__Your objective__.
Beginning at the first line of the data, print each line exactly, stopping after the line that contains "let mut spec = load_fixture(path).await?;".

__Material for this exercise__.
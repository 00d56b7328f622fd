//! Screen and device fixture files
//!
//! A fixture file is JSON or YAML holding either one element forest or a
//! full device description (`screens`, `transitions`, `failing`).

use std::path::Path;

use action_primitives::{FixtureDevice, FixtureFile, FixtureSpec};
use anyhow::{bail, Context, Result};
use perceiver_structural::{ElementDescriptor, ScreenSnapshot};
use tokio::fs;

pub async fn load_fixture(path: &Path) -> Result<FixtureSpec> {
    let text = fs::read_to_string(path)
        .await
        .with_context(|| format!("Failed to read screen file {}", path.display()))?;
    let is_yaml = matches!(
        path.extension().and_then(|ext| ext.to_str()),
        Some("yaml") | Some("yml")
    );
    let file: FixtureFile = if is_yaml {
        serde_yaml::from_str(&text)
            .with_context(|| format!("Invalid screen file {}", path.display()))?
    } else {
        serde_json::from_str(&text)
            .with_context(|| format!("Invalid screen file {}", path.display()))?
    };
    let spec = FixtureSpec::from(file);
    if spec.screens.is_empty() {
        bail!("Screen file {} declares no screens", path.display());
    }
    Ok(spec)
}

pub async fn load_device(path: &Path) -> Result<FixtureDevice> {
    Ok(FixtureDevice::from_spec(load_fixture(path).await?))
}

/// One screen of a fixture file as an element forest
pub async fn load_screen(path: &Path, index: usize) -> Result<Vec<ElementDescriptor>> {
    let mut spec = load_fixture(path).await?;
    let count = spec.screens.len();
    if index >= count {
        bail!(
            "Screen index {} out of range; {} declares {} screen(s)",
            index,
            path.display(),
            count
        );
    }
    Ok(spec.screens.swap_remove(index))
}

pub async fn load_snapshot(path: &Path, index: usize) -> Result<ScreenSnapshot> {
    Ok(ScreenSnapshot::from_descriptors(&load_screen(path, index).await?))
}
use thiserror::Error;

#[derive(Debug, Error, Clone)]
pub enum PerceiverError {
    #[error("screen capture failed: {0}")]
    Capture(String),
    #[error("malformed screen tree: {0}")]
    Malformed(String),
    #[error("capture cancelled while the screen settled")]
    Cancelled,
    #[error("internal error: {0}")]
    Internal(String),
}

impl PerceiverError {
    pub fn capture(msg: impl Into<String>) -> Self {
        Self::Capture(msg.into())
    }

    pub fn internal(msg: impl Into<String>) -> Self {
        Self::Internal(msg.into())
    }
}
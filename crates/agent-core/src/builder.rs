//! Progressive script building from agent tool calls
//!
//! Each tool call maps to exactly one step. Steps are validated as they are
//! appended, and `finalize` validates the whole script once more.

use action_flow::{
    validate_script, validate_step, ParamValue, RecoveryHint, SchemaOptions, Script, Step,
};
use action_locator::Selector;
use action_primitives::ActionKind;
use serde_json::Value;
use std::collections::BTreeSet;
use std::str::FromStr;
use tracing::debug;
use uiscript_core_types::ToolCall;

use crate::errors::AgentError;

fn string_field(tool: &str, key: &str, value: &Value) -> Result<String, AgentError> {
    value
        .as_str()
        .map(str::to_string)
        .ok_or_else(|| AgentError::malformed(tool, format!("'{key}' must be a string")))
}

/// Map one tool call to a step
///
/// The tool name is the action name (`tap`, `type`, `scroll_to_find`, ...).
/// `selector`, `capture`, `id` and `recovery_hints` configure the step; every
/// other payload key becomes an action parameter.
pub fn step_from_tool_call(call: &ToolCall) -> Result<Step, AgentError> {
    let tool = call.tool.as_str();
    let action =
        ActionKind::from_str(tool).map_err(|_| AgentError::UnknownTool(tool.to_string()))?;
    let mut step = Step::new(action);

    let payload = match &call.payload {
        Value::Null => return Ok(step),
        Value::Object(payload) => payload,
        _ => return Err(AgentError::malformed(tool, "payload must be an object")),
    };

    for (key, value) in payload {
        match key.as_str() {
            "selector" => {
                let text = string_field(tool, key, value)?;
                let selector = Selector::parse(&text)
                    .map_err(|err| AgentError::malformed(tool, err.to_string()))?;
                step.selector = Some(selector);
            }
            "capture" => step.capture = Some(string_field(tool, key, value)?),
            "id" => step.id = Some(string_field(tool, key, value)?),
            "recovery_hints" => {
                step.recovery_hints = serde_json::from_value::<Vec<RecoveryHint>>(value.clone())
                    .map_err(|err| AgentError::malformed(tool, err.to_string()))?;
            }
            param => {
                let value = serde_json::from_value::<ParamValue>(value.clone())
                    .map_err(|err| AgentError::malformed(tool, err.to_string()))?;
                step.params.insert(param.to_string(), value);
            }
        }
    }

    if let Some(call_id) = &call.call_id {
        if step.id.is_none() {
            step.id = Some(call_id.clone());
        }
    }
    Ok(step)
}

/// Script under construction
#[derive(Debug, Clone)]
pub struct ScriptBuilder {
    script: Script,
    known: BTreeSet<String>,
    options: SchemaOptions,
}

impl ScriptBuilder {
    pub fn new(name: impl Into<String>) -> Self {
        Self {
            script: Script::new(name),
            known: BTreeSet::new(),
            options: SchemaOptions::default(),
        }
    }

    /// Reject selectors that rely on position only
    pub fn strict(mut self) -> Self {
        self.options.reject_positional = true;
        self
    }

    pub fn with_variable(mut self, name: impl Into<String>, value: Value) -> Self {
        let name = name.into();
        self.known.insert(name.clone());
        self.script = self.script.with_variable(name, value);
        self
    }

    pub fn len(&self) -> usize {
        self.script.steps.len()
    }

    pub fn is_empty(&self) -> bool {
        self.script.steps.is_empty()
    }

    pub fn steps(&self) -> &[Step] {
        &self.script.steps
    }

    /// Validate and append one step; a rejected step leaves the builder unchanged
    pub fn push_step(&mut self, step: Step) -> Result<&Step, AgentError> {
        let index = self.script.steps.len();
        validate_step(&step, index, &self.known, self.options)?;
        if let Some(capture) = &step.capture {
            self.known.insert(capture.clone());
        }
        debug!(step = index, action = %step.action, "Appended script step");
        self.script.steps.push(step);
        Ok(&self.script.steps[index])
    }

    pub fn push_tool_call(&mut self, call: &ToolCall) -> Result<&Step, AgentError> {
        let step = step_from_tool_call(call)?;
        self.push_step(step)
    }

    /// Validate the whole script and hand it over
    pub fn finalize(self) -> Result<Script, AgentError> {
        if let Some(err) = validate_script(&self.script, self.options).into_iter().next() {
            return Err(AgentError::Schema(err));
        }
        Ok(self.script)
    }
}

#[cfg(test)]
mod tests {
    use super::*;
    use serde_json::json;

    #[test]
    fn tool_call_maps_to_one_step() {
        let call = ToolCall::new(
            "scroll_to_find",
            json!({"selector": "text=Settings", "direction": "down", "max_attempts": 5, "capture": "row"}),
        );
        let step = step_from_tool_call(&call).unwrap();
        assert_eq!(step.action, ActionKind::ScrollToFind);
        assert_eq!(step.selector.unwrap().to_string(), "text=Settings");
        assert_eq!(step.params.len(), 2);
        assert_eq!(step.capture.as_deref(), Some("row"));
    }

    #[test]
    fn var_refs_survive_tool_calls() {
        let call = ToolCall::new("type", json!({"selector": "id=q", "text": {"var": "query"}}));
        let step = step_from_tool_call(&call).unwrap();
        assert_eq!(step.params["text"], ParamValue::var("query"));
    }

    #[test]
    fn call_id_becomes_step_id() {
        let mut call = ToolCall::new("read_screen", Value::Null);
        call.call_id = Some("call-7".into());
        assert_eq!(step_from_tool_call(&call).unwrap().id.as_deref(), Some("call-7"));
    }

    #[test]
    fn bad_tool_calls() {
        assert!(matches!(
            step_from_tool_call(&ToolCall::new("swipe", Value::Null)),
            Err(AgentError::UnknownTool(_))
        ));
        assert!(matches!(
            step_from_tool_call(&ToolCall::new("tap", json!({"selector": "id="}))),
            Err(AgentError::MalformedToolCall { .. })
        ));
        assert!(matches!(
            step_from_tool_call(&ToolCall::new("tap", json!(["id=a"]))),
            Err(AgentError::MalformedToolCall { .. })
        ));
    }
}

__Response for this exercise__.
repository 00d56b7328f622fd
//! Screen and device fixture files
//!
//! A fixture file is JSON or YAML holding either one element forest or a
//! full device description (`screens`, `transitions`, `failing`).

use std::path::Path;

use action_primitives::{FixtureDevice, FixtureFile, FixtureSpec};
use anyhow::{bail, Context, Result};
use perceiver_structural::{ElementDescriptor, ScreenSnapshot};
use tokio::fs;

pub async fn load_fixture(path: &Path) -> Result<FixtureSpec> {
    let text = fs::read_to_string(path)
        .await
        .with_context(|| format!("Failed to read screen file {}", path.display()))?;
    let is_yaml = matches!(
        path.extension().and_then(|ext| ext.to_str()),
        Some("yaml") | Some("yml")
    );
    let file: FixtureFile = if is_yaml {
        serde_yaml::from_str(&text)
            .with_context(|| format!("Invalid screen file {}", path.display()))?
    } else {
        serde_json::from_str(&text)
            .with_context(|| format!("Invalid screen file {}", path.display()))?
    };
    let spec = FixtureSpec::from(file);
    if spec.screens.is_empty() {
        bail!("Screen file {} declares no screens", path.display());
    }
    Ok(spec)
}

pub async fn load_device(path: &Path) -> Result<FixtureDevice> {
    Ok(FixtureDevice::from_spec(load_fixture(path).await?))
}

/// One screen of a fixture file as an element forest
pub async fn load_screen(path: &Path, index: usize) -> Result<Vec<ElementDescriptor>> {
    let mut spec = load_fixture(path).await?;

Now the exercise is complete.